Data excerpts:
========================

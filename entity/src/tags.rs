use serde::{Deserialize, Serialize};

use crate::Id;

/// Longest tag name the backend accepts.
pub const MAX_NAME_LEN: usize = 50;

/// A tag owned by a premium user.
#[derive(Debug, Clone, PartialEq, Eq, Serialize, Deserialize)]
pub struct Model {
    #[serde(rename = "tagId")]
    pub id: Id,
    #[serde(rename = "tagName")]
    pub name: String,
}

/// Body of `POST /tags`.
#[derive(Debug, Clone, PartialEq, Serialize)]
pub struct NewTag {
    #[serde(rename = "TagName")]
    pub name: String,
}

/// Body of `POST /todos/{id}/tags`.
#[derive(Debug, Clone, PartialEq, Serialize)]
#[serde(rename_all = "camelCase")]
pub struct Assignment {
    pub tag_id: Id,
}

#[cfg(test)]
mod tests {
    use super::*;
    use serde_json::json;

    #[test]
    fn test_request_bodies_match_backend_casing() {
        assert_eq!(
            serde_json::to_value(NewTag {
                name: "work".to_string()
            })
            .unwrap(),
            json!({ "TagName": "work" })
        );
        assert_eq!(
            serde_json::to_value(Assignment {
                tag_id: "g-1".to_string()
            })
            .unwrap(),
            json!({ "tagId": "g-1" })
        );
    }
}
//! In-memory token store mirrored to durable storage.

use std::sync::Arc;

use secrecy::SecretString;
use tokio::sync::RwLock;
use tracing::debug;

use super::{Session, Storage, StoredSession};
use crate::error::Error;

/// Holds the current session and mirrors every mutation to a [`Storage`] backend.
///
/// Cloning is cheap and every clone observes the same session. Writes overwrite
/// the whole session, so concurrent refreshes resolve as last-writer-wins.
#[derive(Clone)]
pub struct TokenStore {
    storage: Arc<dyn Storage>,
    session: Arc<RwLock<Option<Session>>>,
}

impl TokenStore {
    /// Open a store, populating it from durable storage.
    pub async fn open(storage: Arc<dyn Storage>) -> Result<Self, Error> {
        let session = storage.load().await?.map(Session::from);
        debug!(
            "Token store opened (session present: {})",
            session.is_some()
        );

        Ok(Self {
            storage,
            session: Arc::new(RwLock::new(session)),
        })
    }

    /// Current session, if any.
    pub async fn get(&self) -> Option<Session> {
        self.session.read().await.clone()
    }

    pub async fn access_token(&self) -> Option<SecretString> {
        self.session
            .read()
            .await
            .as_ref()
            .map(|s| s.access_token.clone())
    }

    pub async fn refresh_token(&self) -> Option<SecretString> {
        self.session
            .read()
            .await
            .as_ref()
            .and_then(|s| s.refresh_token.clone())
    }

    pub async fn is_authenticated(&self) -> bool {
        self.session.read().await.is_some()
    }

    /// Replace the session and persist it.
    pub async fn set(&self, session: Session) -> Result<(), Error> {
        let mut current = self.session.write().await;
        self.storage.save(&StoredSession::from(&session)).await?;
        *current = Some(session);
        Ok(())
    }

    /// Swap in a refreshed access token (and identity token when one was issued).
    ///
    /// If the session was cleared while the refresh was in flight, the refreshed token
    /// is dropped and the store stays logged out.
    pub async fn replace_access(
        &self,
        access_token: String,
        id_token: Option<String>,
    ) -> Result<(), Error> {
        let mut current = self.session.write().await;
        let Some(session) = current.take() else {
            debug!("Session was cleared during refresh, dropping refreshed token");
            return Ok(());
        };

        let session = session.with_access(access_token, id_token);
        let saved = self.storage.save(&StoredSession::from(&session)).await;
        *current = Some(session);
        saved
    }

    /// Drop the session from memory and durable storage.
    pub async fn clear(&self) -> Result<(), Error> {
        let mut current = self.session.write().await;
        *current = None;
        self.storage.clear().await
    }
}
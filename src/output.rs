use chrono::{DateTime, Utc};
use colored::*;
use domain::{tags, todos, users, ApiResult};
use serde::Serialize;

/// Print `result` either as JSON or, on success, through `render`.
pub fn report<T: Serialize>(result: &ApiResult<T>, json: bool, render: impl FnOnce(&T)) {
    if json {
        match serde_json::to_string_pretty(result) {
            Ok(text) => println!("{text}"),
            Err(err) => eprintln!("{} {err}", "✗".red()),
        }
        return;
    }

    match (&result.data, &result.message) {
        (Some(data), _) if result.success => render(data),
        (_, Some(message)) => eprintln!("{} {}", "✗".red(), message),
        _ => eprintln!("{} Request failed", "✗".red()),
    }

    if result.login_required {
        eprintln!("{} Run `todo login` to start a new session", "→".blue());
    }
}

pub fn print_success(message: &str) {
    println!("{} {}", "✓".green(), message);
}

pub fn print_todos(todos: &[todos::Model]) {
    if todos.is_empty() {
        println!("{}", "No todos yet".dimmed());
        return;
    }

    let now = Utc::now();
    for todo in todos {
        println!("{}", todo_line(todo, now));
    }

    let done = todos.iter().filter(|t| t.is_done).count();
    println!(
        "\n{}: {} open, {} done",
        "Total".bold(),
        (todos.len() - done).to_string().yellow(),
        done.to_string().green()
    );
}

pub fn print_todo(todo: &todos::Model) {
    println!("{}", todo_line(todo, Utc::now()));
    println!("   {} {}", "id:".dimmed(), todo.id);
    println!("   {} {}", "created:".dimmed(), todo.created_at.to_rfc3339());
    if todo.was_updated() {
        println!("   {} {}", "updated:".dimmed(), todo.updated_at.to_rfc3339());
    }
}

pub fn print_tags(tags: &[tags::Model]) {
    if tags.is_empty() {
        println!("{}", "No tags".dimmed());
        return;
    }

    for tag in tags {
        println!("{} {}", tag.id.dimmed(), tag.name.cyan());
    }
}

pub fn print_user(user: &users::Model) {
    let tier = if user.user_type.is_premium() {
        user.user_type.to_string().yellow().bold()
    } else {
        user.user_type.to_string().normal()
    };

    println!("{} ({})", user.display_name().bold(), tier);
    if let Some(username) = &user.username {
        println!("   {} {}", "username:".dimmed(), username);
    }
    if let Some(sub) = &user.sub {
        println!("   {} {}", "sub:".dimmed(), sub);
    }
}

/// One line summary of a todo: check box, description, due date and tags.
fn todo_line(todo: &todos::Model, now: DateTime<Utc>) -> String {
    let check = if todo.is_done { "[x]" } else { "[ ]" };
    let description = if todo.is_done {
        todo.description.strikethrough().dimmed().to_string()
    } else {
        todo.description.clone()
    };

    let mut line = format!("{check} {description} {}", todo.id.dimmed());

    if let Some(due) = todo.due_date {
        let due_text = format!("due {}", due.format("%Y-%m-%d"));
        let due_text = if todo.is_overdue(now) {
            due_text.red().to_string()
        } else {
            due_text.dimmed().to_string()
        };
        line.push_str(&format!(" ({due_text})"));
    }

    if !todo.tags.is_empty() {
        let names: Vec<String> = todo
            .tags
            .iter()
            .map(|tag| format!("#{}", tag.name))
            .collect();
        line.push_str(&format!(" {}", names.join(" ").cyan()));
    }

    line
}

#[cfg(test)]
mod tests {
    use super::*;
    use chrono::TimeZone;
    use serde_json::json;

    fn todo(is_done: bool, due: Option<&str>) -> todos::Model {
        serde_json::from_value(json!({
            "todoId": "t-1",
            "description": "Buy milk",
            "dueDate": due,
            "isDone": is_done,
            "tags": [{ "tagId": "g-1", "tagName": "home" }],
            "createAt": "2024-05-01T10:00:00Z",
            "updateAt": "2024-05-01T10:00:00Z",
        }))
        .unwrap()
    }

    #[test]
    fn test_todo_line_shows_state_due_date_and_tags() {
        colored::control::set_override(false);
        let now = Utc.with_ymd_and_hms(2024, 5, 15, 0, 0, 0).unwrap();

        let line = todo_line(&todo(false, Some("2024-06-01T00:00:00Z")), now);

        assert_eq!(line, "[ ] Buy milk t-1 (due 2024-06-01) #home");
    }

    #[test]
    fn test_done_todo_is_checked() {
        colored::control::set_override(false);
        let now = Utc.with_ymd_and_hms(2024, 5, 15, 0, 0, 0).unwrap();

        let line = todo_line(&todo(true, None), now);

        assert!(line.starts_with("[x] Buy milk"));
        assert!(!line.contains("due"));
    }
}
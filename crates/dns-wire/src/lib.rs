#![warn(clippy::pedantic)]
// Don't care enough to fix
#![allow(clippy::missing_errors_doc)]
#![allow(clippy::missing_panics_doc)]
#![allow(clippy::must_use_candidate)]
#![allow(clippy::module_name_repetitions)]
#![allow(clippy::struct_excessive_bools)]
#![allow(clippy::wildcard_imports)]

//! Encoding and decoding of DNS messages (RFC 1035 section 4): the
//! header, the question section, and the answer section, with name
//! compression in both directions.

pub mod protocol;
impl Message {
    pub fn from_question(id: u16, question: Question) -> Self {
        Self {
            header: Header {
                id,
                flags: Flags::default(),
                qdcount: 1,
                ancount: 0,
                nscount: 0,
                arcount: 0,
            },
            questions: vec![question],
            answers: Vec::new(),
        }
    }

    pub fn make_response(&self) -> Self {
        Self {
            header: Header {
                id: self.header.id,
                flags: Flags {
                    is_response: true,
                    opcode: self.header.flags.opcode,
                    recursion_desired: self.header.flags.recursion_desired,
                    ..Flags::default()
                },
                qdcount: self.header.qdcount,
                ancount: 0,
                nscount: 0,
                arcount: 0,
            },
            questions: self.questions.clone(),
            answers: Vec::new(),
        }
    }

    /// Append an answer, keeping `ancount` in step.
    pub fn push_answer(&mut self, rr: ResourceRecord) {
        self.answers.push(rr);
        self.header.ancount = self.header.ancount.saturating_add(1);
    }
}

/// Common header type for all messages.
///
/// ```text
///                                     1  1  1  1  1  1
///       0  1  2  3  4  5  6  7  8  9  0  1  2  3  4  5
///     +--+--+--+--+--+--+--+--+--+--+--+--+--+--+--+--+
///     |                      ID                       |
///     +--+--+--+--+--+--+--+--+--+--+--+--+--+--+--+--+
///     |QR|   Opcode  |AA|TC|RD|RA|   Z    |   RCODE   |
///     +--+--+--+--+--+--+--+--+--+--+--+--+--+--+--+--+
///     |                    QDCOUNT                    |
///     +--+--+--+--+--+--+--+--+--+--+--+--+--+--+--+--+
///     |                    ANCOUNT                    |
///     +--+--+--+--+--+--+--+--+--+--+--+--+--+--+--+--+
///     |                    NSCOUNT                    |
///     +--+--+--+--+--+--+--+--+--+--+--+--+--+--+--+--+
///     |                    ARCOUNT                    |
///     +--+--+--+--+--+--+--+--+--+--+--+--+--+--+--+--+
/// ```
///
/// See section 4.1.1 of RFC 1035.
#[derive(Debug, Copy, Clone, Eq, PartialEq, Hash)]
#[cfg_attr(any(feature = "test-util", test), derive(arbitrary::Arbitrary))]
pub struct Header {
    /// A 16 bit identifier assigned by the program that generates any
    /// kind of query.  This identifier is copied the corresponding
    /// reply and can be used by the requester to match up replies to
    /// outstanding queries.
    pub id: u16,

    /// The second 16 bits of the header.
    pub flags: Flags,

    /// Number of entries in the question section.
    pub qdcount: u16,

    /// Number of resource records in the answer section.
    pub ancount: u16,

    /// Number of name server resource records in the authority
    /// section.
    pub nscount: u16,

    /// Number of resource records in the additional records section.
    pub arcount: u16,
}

========================

Exercise description ::
All lines that hold the word "home" should be copied from the data.

Solution for this task ::
            "tags": [{ "tagId": "g-1", "tagName": "home" }],
        assert_eq!(line, "[ ] Buy milk t-1 (due 2024-06-01) #home");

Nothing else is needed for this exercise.